I have a question about applying CV-TMLE to a current research project. I have a cross-sectional dataset from Bangladesh, where the outcome of interest is antenatal care use (binary), the exposure of interest is women’s empowerment (continuous), and the baseline covariates include mother’s age, child’s age, mother and father’s education, number of members in household, number of children under 15, household wealth, and maternal depression. Women’s empowerment is a score generated from various questions around freedom of movement, control over assets, and household decision making. However, from an intervention and policy design standpoint, it is potentially more interesting to compare differences in levels of empowerment. For example, we may want to know if antenatal care use is different between women with “high” empowerment versus “low” empowerment. Or perhaps even three categories: very high, average, very low. You mentioned the possibility of using

`varimpact()`

, which I understand data-adaptively discretizes a continuous exposure and selects the highest contrast comparison between the two exposure levels using CV-TMLE. I am really curious to learn more about how exactly this works and what happens under the hood to select the highest contrast comparisons. Can you explain the steps and intuition behind them? Is it possible to discretize into more than two levels? Does the procedure output estimates of the average treatment effect(s) or would that have to be done separately?Best,

S.W.

## Answer:

Hi S.W.,

Thank you for your nice example and excellent question.

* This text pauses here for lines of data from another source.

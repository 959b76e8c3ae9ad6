#[cfg(test)]
mod tests;

use serde::{Deserialize, Serialize};
use tracing::debug;

use crate::loader::RawDocument;

/// Separators tried, in order, when choosing where a chunk ends
const BREAK_SEPARATORS: [&str; 3] = ["\n\n", "\n", " "];

/// A bounded text segment, the unit of retrieval
#[derive(Debug, Clone, PartialEq, Eq, Serialize, Deserialize)]
pub struct Chunk {
    /// The chunk text, at most `chunk_size` characters
    pub content: String,
    /// Leading text shared with the previous chunk of the same document
    pub overlap_with_predecessor: String,
    pub source_path: String,
    pub page: Option<u32>,
    pub document_id: Option<i64>,
    pub category: Option<String>,
    /// Position of this chunk within its source document
    pub chunk_index: usize,
}

/// Configuration for document chunking
#[derive(Debug, Clone, PartialEq, Eq, Serialize, Deserialize)]
#[serde(default)]
pub struct ChunkingConfig {
    /// Maximum chunk length in characters
    pub chunk_size: usize,
    /// Characters shared between adjacent chunks
    pub chunk_overlap: usize,
}

impl Default for ChunkingConfig {
    #[inline]
    fn default() -> Self {
        Self {
            chunk_size: 500,
            chunk_overlap: 100,
        }
    }
}

/// Split documents into overlapping chunks.
///
/// Pure and deterministic. Requires `chunk_size > chunk_overlap`, which
/// [`crate::config::Config::validate`] guarantees for loaded configurations.
#[inline]
pub fn split_documents(documents: &[RawDocument], config: &ChunkingConfig) -> Vec<Chunk> {
    let mut chunks = Vec::new();

    for document in documents {
        let source_path = document.source_path.display().to_string();
        let mut chunk_index = 0;
        let mut dropped_previous = false;

        for (content, overlap) in
            split_text(&document.text, config.chunk_size, config.chunk_overlap)
        {
            // Whitespace-only pieces carry nothing to retrieve
            if content.trim().is_empty() {
                dropped_previous = true;
                continue;
            }

            chunks.push(Chunk {
                content,
                overlap_with_predecessor: if dropped_previous {
                    String::new()
                } else {
                    overlap
                },
                source_path: source_path.clone(),
                page: document.metadata.page,
                document_id: document.metadata.document_id,
                category: document.metadata.category.clone(),
                chunk_index,
            });
            chunk_index += 1;
            dropped_previous = false;
        }
    }

    debug!(
        "Split {} documents into {} chunks (size {}, overlap {})",
        documents.len(),
        chunks.len(),
        config.chunk_size,
        config.chunk_overlap
    );

    chunks
}

/// Split text into `(content, overlap_with_predecessor)` pairs.
///
/// Every chunk after the first starts exactly `overlap` characters before the
/// end of its predecessor. Chunk ends prefer paragraph, line, then word
/// boundaries, falling back to a hard cut at `size` characters.
#[expect(
    clippy::string_slice,
    reason = "all offsets are taken from char_indices"
)]
pub(crate) fn split_text(text: &str, size: usize, overlap: usize) -> Vec<(String, String)> {
    if text.trim().is_empty() || size == 0 || overlap >= size {
        return Vec::new();
    }

    // Byte offset of every char boundary, including the end of the text
    let bounds: Vec<usize> = text
        .char_indices()
        .map(|(offset, _)| offset)
        .chain(std::iter::once(text.len()))
        .collect();
    let char_count = bounds.len() - 1;

    let mut pieces = Vec::new();
    let mut start = 0;
    loop {
        let hard_end = (start + size).min(char_count);
        let end = if hard_end == char_count {
            char_count
        } else {
            find_break(text, &bounds, start + overlap + 1, hard_end).unwrap_or(hard_end)
        };

        let content = text[bounds[start]..bounds[end]].to_string();
        let shared = if pieces.is_empty() {
            String::new()
        } else {
            text[bounds[start]..bounds[start + overlap]].to_string()
        };
        pieces.push((content, shared));

        if end == char_count {
            break;
        }
        start = end - overlap;
    }

    pieces
}

/// Latest separator end in `[min_end, max_end]` (char positions), by separator priority
#[expect(
    clippy::string_slice,
    reason = "all offsets are taken from char_indices"
)]
fn find_break(text: &str, bounds: &[usize], min_end: usize, max_end: usize) -> Option<usize> {
    if min_end > max_end {
        return None;
    }

    let window_start = bounds[min_end.saturating_sub(1)];
    let window = &text[window_start..bounds[max_end]];

    BREAK_SEPARATORS.iter().find_map(|separator| {
        window
            .rfind(separator)
            .map(|position| window_start + position + separator.len())
            .and_then(|byte_end| bounds.binary_search(&byte_end).ok())
            .filter(|&end| end >= min_end && end <= max_end)
    })
}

Sounds like a good plan. Yes, `varimpact()`

starts out with data-adaptively discretizes exposure `$A$`

(but I believe it
does this outcome-blind so that we can keep it fixed after that, and can then
have well-defined categories for `$A$`

), and proceeds as follows:
1. It computes a TMLE of `$\mathbb{E} Y_j$`

for each category `$j$`

, and then
2. it determines the two levels that maximize the contrast
`$\mathbb{E} Y_j - \mathbb{E} Y_k$`

.

This is just the algorithm that maps the data into the desired target parameter
`$\Psi_{n}(P) = \mathbb{E} Y_{j_{1n}} - \mathbb{E} Y_{j_{2n}}$`

, where the
choices `$\{j_{1n}, j_{2n}\}$`

are based on the data. If we now would just
compute the TMLE of this target parameter, learned on the whole data set, then
we would be using the data twice, causing, in this case, a great degree of bias,
since the contrast was chosen to optimize the effect of interest.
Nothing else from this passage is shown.